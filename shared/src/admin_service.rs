use crate::http::make_boxed_error_response;
use http::{Method, StatusCode};
use http_body_util::combinators::BoxBody;
use http_body_util::{BodyExt, Full};
use hyper::body::{Bytes, Incoming};
use hyper::service::Service;
use hyper::{Request, Response};
use std::convert::Infallible;
use std::future::Future;
use std::marker::PhantomData;
use std::pin::Pin;

/// Liveness and readiness endpoints for the worker process.
///
/// `/health` always answers `200`. `/ready` asks the `is_ready` callback,
/// which the worker flips once its queue consumer is running.
pub struct AdminService<F, E> {
    is_ready: F,
    _error: PhantomData<E>,
}

impl<F, E> AdminService<F, E>
where
    F: Fn() -> bool,
{
    pub fn new(is_ready: F) -> Self {
        Self {
            is_ready,
            _error: PhantomData,
        }
    }
}

impl<F, E> Service<Request<Incoming>> for AdminService<F, E>
where
    F: Fn() -> bool + Clone + Send + 'static,
    E: Send + 'static,
{
    type Response = Response<BoxBody<Bytes, Infallible>>;
    type Error = E;
    type Future =
        Pin<Box<dyn Future<Output = Result<Self::Response, Self::Error>> + Send + 'static>>;

    fn call(&self, req: Request<Incoming>) -> Self::Future {
        let res = route(req.method(), req.uri().path(), (self.is_ready)());
        Box::pin(async move { Ok(res) })
    }
}

fn route(method: &Method, path: &str, is_ready: bool) -> Response<BoxBody<Bytes, Infallible>> {
    let ok_body = || Full::new(Bytes::from("ok\n")).boxed();

    if *method != Method::GET {
        return make_boxed_error_response(StatusCode::METHOD_NOT_ALLOWED);
    }

    match path {
        "/health" => Response::new(ok_body()),
        "/ready" => match is_ready {
            true => Response::new(ok_body()),
            false => make_boxed_error_response(StatusCode::SERVICE_UNAVAILABLE),
        },
        _ => make_boxed_error_response(StatusCode::NOT_FOUND),
    }
}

# # # # #

About this task →
You are asked to transcribe the complete data exactly.

Exercise response →
filename shared/src/admin_service.rs
use crate::http::make_boxed_error_response;
use http::{Method, StatusCode};
use http_body_util::combinators::BoxBody;
use http_body_util::{BodyExt, Full};
use hyper::body::{Bytes, Incoming};
use hyper::service::Service;
use hyper::{Request, Response};
use std::convert::Infallible;
use std::future::Future;
use std::marker::PhantomData;
use std::pin::Pin;

/// Liveness and readiness endpoints for the worker process.
///
/// `/health` always answers `200`. `/ready` asks the `is_ready` callback,
/// which the worker flips once its queue consumer is running.
pub struct AdminService<F, E> {
    is_ready: F,
    _error: PhantomData<E>,
}

impl<F, E> AdminService<F, E>
where
    F: Fn() -> bool,
{
    pub fn new(is_ready: F) -> Self {
        Self {
            is_ready,
            _error: PhantomData,
        }
    }
}

impl<F, E> Service<Request<Incoming>> for AdminService<F, E>
where
    F: Fn() -> bool + Clone + Send + 'static,
    E: Send + 'static,
{
    type Response = Response<BoxBody<Bytes, Infallible>>;
    type Error = E;
    type Future =
        Pin<Box<dyn Future<Output = Result<Self::Response, Self::Error>> + Send + 'static>>;

    fn call(&self, req: Request<Incoming>) -> Self::Future {
        let res = route(req.method(), req.uri().path(), (self.is_ready)());
        Box::pin(async move { Ok(res) })
    }
}

fn route(method: &Method, path: &str, is_ready: bool) -> Response<BoxBody<Bytes, Infallible>> {
    let ok_body = || Full::new(Bytes::from("ok\n")).boxed();

    if *method != Method::GET {
        return make_boxed_error_response(StatusCode::METHOD_NOT_ALLOWED);
    }

    match path {
        "/health" => Response::new(ok_body()),
        "/ready" => match is_ready {
            true => Response::new(ok_body()),
            false => make_boxed_error_response(StatusCode::SERVICE_UNAVAILABLE),
        },
        _ => make_boxed_error_response(StatusCode::NOT_FOUND),
    }
}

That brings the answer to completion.